//! Integration tests for session wiring: REST login, live connection, logout

use crate::common::{token_expiring_in, MockConnector};
use live_quotes::api::ApiError;
use live_quotes::bus::Tick;
use live_quotes::config::Config;
use live_quotes::connection::{ConnectionState, ServerMessage, TransportEvent};
use live_quotes::credentials::MemoryStorage;
use live_quotes::notify::ConsolePlatform;
use live_quotes::session::Session;
use rust_decimal_macros::dec;
use serde_json::json;
use std::sync::Arc;
use std::time::Duration;
use wiremock::matchers::{method, path};
use wiremock::{Mock, MockServer, ResponseTemplate};

async fn wait_for_state(session: &Session, wanted: ConnectionState) {
    let mut rx = session.manager().watch_state();
    tokio::time::timeout(Duration::from_secs(2), rx.wait_for(|state| *state == wanted))
        .await
        .unwrap_or_else(|_| panic!("timed out waiting for {wanted}"))
        .unwrap();
}

async fn start(server: &MockServer) -> (Session, Arc<MockConnector>) {
    Mock::given(method("POST"))
        .and(path("/api/auth/login"))
        .respond_with(ResponseTemplate::new(200).set_body_json(json!({
            "token": token_expiring_in(3600),
            "user": { "id": "u1", "username": "kiran" }
        })))
        .mount(server)
        .await;

    let mut config = Config::default();
    config.server.base_url = server.uri();
    let connector = Arc::new(MockConnector::default());
    let session = Session::start(
        &config,
        Arc::new(MemoryStorage::new()),
        Arc::new(ConsolePlatform::new()),
        connector.clone(),
    )
    .unwrap();
    (session, connector)
}

async fn login_and_connect(session: &Session, connector: &MockConnector) {
    session.login("kiran@example.com", "hunter2").await.unwrap();
    wait_for_state(session, ConnectionState::Connecting).await;

    let events = connector.events(0);
    events.send(TransportEvent::Open).await.unwrap();
    events
        .send(TransportEvent::Message(ServerMessage::AuthSuccess { user: None }))
        .await
        .unwrap();
    wait_for_state(session, ConnectionState::Connected).await;
}

#[tokio::test]
async fn test_login_opens_live_connection() {
    let server = MockServer::start().await;
    let (session, connector) = start(&server).await;

    login_and_connect(&session, &connector).await;

    assert_eq!(connector.attempts(), 1);
    assert!(session.store().has_credential());
    assert_eq!(session.state(), ConnectionState::Connected);
}

#[tokio::test]
async fn test_logout_disconnects_and_forgets_credential() {
    let server = MockServer::start().await;
    let (session, connector) = start(&server).await;
    login_and_connect(&session, &connector).await;

    session.logout().await;

    assert_eq!(session.state(), ConnectionState::Disconnected);
    assert!(!session.store().has_credential());
}

#[tokio::test]
async fn test_unauthorized_rest_call_drops_live_connection() {
    let server = MockServer::start().await;
    let (session, connector) = start(&server).await;
    login_and_connect(&session, &connector).await;

    Mock::given(method("GET"))
        .and(path("/api/positions"))
        .respond_with(ResponseTemplate::new(401))
        .mount(&server)
        .await;

    let err = session.api().positions().await.unwrap_err();
    assert!(matches!(err, ApiError::Unauthorized));

    wait_for_state(&session, ConnectionState::Disconnected).await;
    assert!(!session.store().has_credential());
}

#[tokio::test]
async fn test_connect_without_login_stays_disconnected() {
    let server = MockServer::start().await;
    let (session, connector) = start(&server).await;

    session.connect();
    tokio::time::sleep(Duration::from_millis(50)).await;

    assert_eq!(session.state(), ConnectionState::Disconnected);
    assert_eq!(connector.attempts(), 0);
}

#[tokio::test]
async fn test_accessors_share_live_components() {
    let server = MockServer::start().await;
    let (session, connector) = start(&server).await;
    login_and_connect(&session, &connector).await;

    connector
        .events(0)
        .send(TransportEvent::Message(ServerMessage::StockUpdate(vec![
            Tick::new("TCS.NS", dec!(3500)),
        ])))
        .await
        .unwrap();
    tokio::time::timeout(Duration::from_secs(2), async {
        while session.bus().latest("TCS.NS").is_none() {
            tokio::time::sleep(Duration::from_millis(10)).await;
        }
    })
    .await
    .expect("tick never reached the bus");

    assert!(session.gateway().is_supported());
    assert!(session.manager().is_running());
    assert!(session.store().usable_token().is_some());
}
:::
> [Task to complete] Each entry above must be repeated exactly, with nothing dropped.

> [Problem solution]
//! Integration tests for session wiring: REST login, live connection, logout

use crate::common::{token_expiring_in, MockConnector};
use live_quotes::api::ApiError;
use live_quotes::bus::Tick;
use live_quotes::config::Config;
use live_quotes::connection::{ConnectionState, ServerMessage, TransportEvent};
use live_quotes::credentials::MemoryStorage;
use live_quotes::notify::ConsolePlatform;
use live_quotes::session::Session;
use rust_decimal_macros::dec;
use serde_json::json;
use std::sync::Arc;
use std::time::Duration;
use wiremock::matchers::{method, path};
use wiremock::{Mock, MockServer, ResponseTemplate};

async fn wait_for_state(session: &Session, wanted: ConnectionState) {
    let mut rx = session.manager().watch_state();
    tokio::time::timeout(Duration::from_secs(2), rx.wait_for(|state| *state == wanted))
        .await
        .unwrap_or_else(|_| panic!("timed out waiting for {wanted}"))
        .unwrap();
}

async fn start(server: &MockServer) -> (Session, Arc<MockConnector>) {
    Mock::given(method("POST"))
        .and(path("/api/auth/login"))
        .respond_with(ResponseTemplate::new(200).set_body_json(json!({
            "token": token_expiring_in(3600),
            "user": { "id": "u1", "username": "kiran" }
        })))
        .mount(server)
        .await;

    let mut config = Config::default();
    config.server.base_url = server.uri();
    let connector = Arc::new(MockConnector::default());
    let session = Session::start(
        &config,
        Arc::new(MemoryStorage::new()),
        Arc::new(ConsolePlatform::new()),
        connector.clone(),
    )
    .unwrap();
    (session, connector)
}

async fn login_and_connect(session: &Session, connector: &MockConnector) {
    session.login("kiran@example.com", "hunter2").await.unwrap();
    wait_for_state(session, ConnectionState::Connecting).await;

    let events = connector.events(0);
    events.send(TransportEvent::Open).await.unwrap();
    events
        .send(TransportEvent::Message(ServerMessage::AuthSuccess { user: None }))
        .await
        .unwrap();
    wait_for_state(session, ConnectionState::Connected).await;
}

#[tokio::test]
async fn test_login_opens_live_connection() {
    let server = MockServer::start().await;
    let (session, connector) = start(&server).await;

    login_and_connect(&session, &connector).await;

    assert_eq!(connector.attempts(), 1);
    assert!(session.store().has_credential());
    assert_eq!(session.state(), ConnectionState::Connected);
}

#[tokio::test]
async fn test_logout_disconnects_and_forgets_credential() {
    let server = MockServer::start().await;
    let (session, connector) = start(&server).await;
    login_and_connect(&session, &connector).await;

    session.logout().await;

    assert_eq!(session.state(), ConnectionState::Disconnected);
    assert!(!session.store().has_credential());
}

#[tokio::test]
async fn test_unauthorized_rest_call_drops_live_connection() {
    let server = MockServer::start().await;
    let (session, connector) = start(&server).await;
    login_and_connect(&session, &connector).await;

    Mock::given(method("GET"))
        .and(path("/api/positions"))
        .respond_with(ResponseTemplate::new(401))
        .mount(&server)
        .await;

    let err = session.api().positions().await.unwrap_err();
    assert!(matches!(err, ApiError::Unauthorized));

    wait_for_state(&session, ConnectionState::Disconnected).await;
    assert!(!session.store().has_credential());
}

#[tokio::test]
async fn test_connect_without_login_stays_disconnected() {
    let server = MockServer::start().await;
    let (session, connector) = start(&server).await;

    session.connect();
    tokio::time::sleep(Duration::from_millis(50)).await;

    assert_eq!(session.state(), ConnectionState::Disconnected);
    assert_eq!(connector.attempts(), 0);
}

#[tokio::test]
async fn test_accessors_share_live_components() {
    let server = MockServer::start().await;
    let (session, connector) = start(&server).await;
    login_and_connect(&session, &connector).await;

    connector
        .events(0)
        .send(TransportEvent::Message(ServerMessage::StockUpdate(vec![
            Tick::new("TCS.NS", dec!(3500)),
        ])))
        .await
        .unwrap();
    tokio::time::timeout(Duration::from_secs(2), async {
        while session.bus().latest("TCS.NS").is_none() {
            tokio::time::sleep(Duration::from_millis(10)).await;
        }
    })
    .await
    .expect("tick never reached the bus");

    assert!(session.gateway().is_supported());
    assert!(session.manager().is_running());
    assert!(session.store().usable_token().is_some());
}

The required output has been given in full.